Yale's attitude toward technology transfer to the private sector has changed in recent years, and a lot of people in Connecticut are hopeful that Yale research will spawn new companies that will help grow the area's economy. Are those hopes well-placed, or misplaced?
I think it's realistic. It's just that, under the current tax structure, it's only going to benefit the city of New Haven if that happens in Science Park or elsewhere within the city limits.
A lot of us would be happy if some of these bright young minds simply stayed in Connecticut instead of going to California.
We have the exact same problem in Baltimore, because investors in California are always looking for these ideas. Among the things we've tried to do with our economic-development agency is to find out who these professors are and what they're going early, and then working with the state to try to keep those ideas in the city and in the state. The state of Maryland has built an incubator for high-tech firms, and they built it in the city of Baltimore, which helped us a great deal. So this whole idea of Science Park makes a lot of sense - it's just going to take the right entrepreneur to pull it together.
Which is what Science Park has lacked.
If you look around the country at similar efforts, you find that it makes sense for government to put the structure together, but not to run it. You need a genuine entrepreneur who knows about science and technology - and who has a stake in it - to make it work.
New Haven has a redevelopment plan that bears some similarity to Baltimore's in that harbor redevelopment is key to it. Can that kind of strategy work for smaller cities that have never really been major destinations in the past?

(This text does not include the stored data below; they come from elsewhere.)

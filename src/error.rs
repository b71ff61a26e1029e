//! Error types for haversine-udf
//!
//! Every failure carries enough context to tell the user what to do next.

use thiserror::Error;

/// Result type alias
pub type Result<T> = std::result::Result<T, Error>;

/// haversine-udf error types
#[derive(Error, Debug)]
pub enum Error {
    /// Method identifier does not name any registered backend
    #[error("Unknown method '{method}'\nAvailable methods: {available}")]
    UnknownMethod {
        /// Identifier as supplied by the caller
        method: String,
        /// Comma separated list of selectable identifiers
        available: String,
    },

    /// Backend is known but its runtime prerequisite is missing on this host
    #[error("Backend '{method}' is unavailable on this host: {reason}")]
    BackendUnavailable {
        /// Method identifier
        method: String,
        /// Missing prerequisite (GPU adapter, JIT target, ABI version, ...)
        reason: String,
    },

    /// Compiled/JIT backend failed to build its artifact
    #[error("Compilation failed for backend '{method}': {reason}\nNo fallback backend is selected automatically.")]
    CompilationFailure {
        /// Method identifier
        method: String,
        /// Compiler diagnostic
        reason: String,
    },

    /// GPU memory allocation, transfer or dispatch failure
    #[error("GPU device error: {0}")]
    DeviceError(String),

    /// Input columns of one batch disagree on length
    #[error("Data shape error: {0}\nThe data source violated the equal-length column contract.")]
    DataShapeError(String),

    /// Input dataset does not match the coordinate-pair schema
    #[error("Schema error: {0}\nExpected Float64 columns x0, y0, x1, y1.")]
    SchemaError(String),

    /// Query parsing error
    #[error("SQL parse error: {0}")]
    ParseError(String),

    /// Storage error (Parquet/Arrow)
    #[error("Storage error: {0}")]
    StorageError(String),

    /// Invalid argument supplied to an engine operation
    #[error("Invalid input: {0}")]
    InvalidInput(String),

    /// IO error
    #[error("IO error: {0}")]
    Io(#[from] std::io::Error),

    /// Arrow error
    #[error("Arrow error: {0}")]
    Arrow(#[from] arrow::error::ArrowError),

    /// Generic error
    #[error("{0}")]
    Other(String),
}

impl Error {
    /// True when the error means "no such selectable backend"
    #[must_use]
    pub const fn is_not_found(&self) -> bool {
        matches!(
            self,
            Self::UnknownMethod { .. } | Self::BackendUnavailable { .. }
        )
    }

    /// Process exit code a harness should use for this error
    ///
    /// - `2`: method selection (unknown or unavailable backend)
    /// - `3`: input dataset (I/O, storage, schema)
    /// - `1`: everything else
    #[must_use]
    pub const fn exit_code(&self) -> i32 {
        match self {
            Self::UnknownMethod { .. } | Self::BackendUnavailable { .. } => 2,
            Self::Io(_) | Self::StorageError(_) | Self::SchemaError(_) => 3,
            _ => 1,
        }
    }
}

It can work, but you gotta be real careful. The Rouse company, which did Baltimore's Inner Harbor, had been invited into other cities [to do similar projects]. In some places it worked like a charm. In other places what they found was that there was a harbor, or water, but no history of people coming to that area. It takes a while to build up that interest, and you've got to make sure that you don't just build a nice facility and then expect people to cross roads that they've never crossed before to get there. I would encourage local leaders to take some time and visit other cities that have tried these projects to see why some things worked in Baltimore and Norfolk [Va.] and didn't work in Toledo. You don't want to build a facility and then be scratching your head when nobody shows up. Also, if you put a facility down there you have to promote it well, or else people will not show up. And it's tough sometimes to get your local legislators to support money for promotion, because you can't necessarily show them return on investment. But if you're going to go into the business of economic development, you have to go the whole way.